The llamapun library hosts common language and mathematics processing algorithms, used by the KWARC research group.
At its core, lamapun is a Rust implementation that aims at minimal footprint and optimal runtime, in order to safely scale to corpora of millions of documents and tens of billions ot tokens.

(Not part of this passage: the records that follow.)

use std::io::IsTerminal;

use serde::{Deserialize, Serialize};

use crate::{
    error::{LoggerError, LoggerResult},
    format::LoggerFormat,
    level::LoggerLevel,
    timezone::LoggerTimeZone,
};

/// Filter directive, e.g. `ephreg_core=debug,info`.
pub const ENV_LEVEL: &str = "EPHREG_LOG";
/// `text`, `json` or `journald`.
pub const ENV_FORMAT: &str = "EPHREG_LOG_FORMAT";
/// `utc` or `local`.
pub const ENV_TZ: &str = "EPHREG_LOG_TZ";

/// Logger settings, usually the `logger:` section of the provisioning file.
#[derive(Debug, Clone, PartialEq, Eq, Serialize, Deserialize)]
#[serde(default)]
pub struct LoggerConfig {
    pub format: LoggerFormat,
    pub level: LoggerLevel,
    pub tz: LoggerTimeZone,
    /// Print the emitting module next to each record.
    pub with_targets: bool,
    /// Requested color; still off when stderr is not a terminal.
    pub use_color: bool,
}

impl Default for LoggerConfig {
    fn default() -> Self {
        Self {
            format: LoggerFormat::default(),
            level: LoggerLevel::default(),
            tz: LoggerTimeZone::default(),
            with_targets: false,
            use_color: true,
        }
    }
}

impl LoggerConfig {
    /// Defaults with `EPHREG_LOG*` variables applied.
    pub fn from_env() -> LoggerResult<Self> {
        Self::default().with_env()
    }

    /// Overlays `EPHREG_LOG*` variables from the process environment.
    pub fn with_env(self) -> LoggerResult<Self> {
        self.overlay(|name| std::env::var(name).ok())
    }

    /// Overlays values returned by `lookup`; blank values are ignored.
    pub fn overlay<F>(mut self, lookup: F) -> LoggerResult<Self>
    where
        F: Fn(&'static str) -> Option<String>,
    {
        let value = |var: &'static str| lookup(var).filter(|v| !v.trim().is_empty());
        let tag = |var: &'static str| move |e: LoggerError| LoggerError::Env {
            var,
            source: Box::new(e),
        };

        if let Some(raw) = value(ENV_LEVEL) {
            self.level = raw.parse().map_err(tag(ENV_LEVEL))?;
        }
        if let Some(raw) = value(ENV_FORMAT) {
            self.format = raw.parse().map_err(tag(ENV_FORMAT))?;
        }
        if let Some(raw) = value(ENV_TZ) {
            self.tz = raw.parse().map_err(tag(ENV_TZ))?;
        }
        Ok(self)
    }

    pub fn should_use_color(&self) -> bool {
        self.use_color && self.format == LoggerFormat::Text && std::io::stderr().is_terminal()
    }
}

- Built-in support for STEM documents in (LaTeXML-flavoured) HTML5.
- Unicode normalization,
- Stopwords - based on widely accepted lists, enhanced for STEM texts,
- Semi-structured to plain text normalization (math, citations, tables, etc.),
- Purification of text and math modality (e.g. move trailing dots left in math back into the sentence text),
- Stemming - adaptation of the Morpha stemmer,
- Tokenization - rule-based sentence segmentation, and SENNA word tokenization
- Part-of-speech tagging (via SENNA),
- Named Entity recognition (via SENNA),
- Chunking and shallow parsing (via SENNA),
- GloVe (Rust reimplementation)
- [TODO] Language identification (via libTextCat),
- [TODO] N-gram footprints,
- [TODO] "Definition" paragraph discrimination task (training SVM classifiers, based on TF/IDF and Ngram BoW features, via libsvm)
- [TODO] "Declaration" sentence discrimination task (training CRF models via CRFsuite).
- Document Narrative Model (DNM) addition to the XML DOM
- [TODO] XPointer and string offset annotation support
- [TODO] Integration with the CorTeX processing framework
- [TOPORT] Shared Packed parse forests for mathematical formulas (aka "disjunctive logical forms")
- High-level iterators over the narrative elements of scientific documents
- Zero-cost abstractions over the source data, as well as over linguistic annotations of various granularity.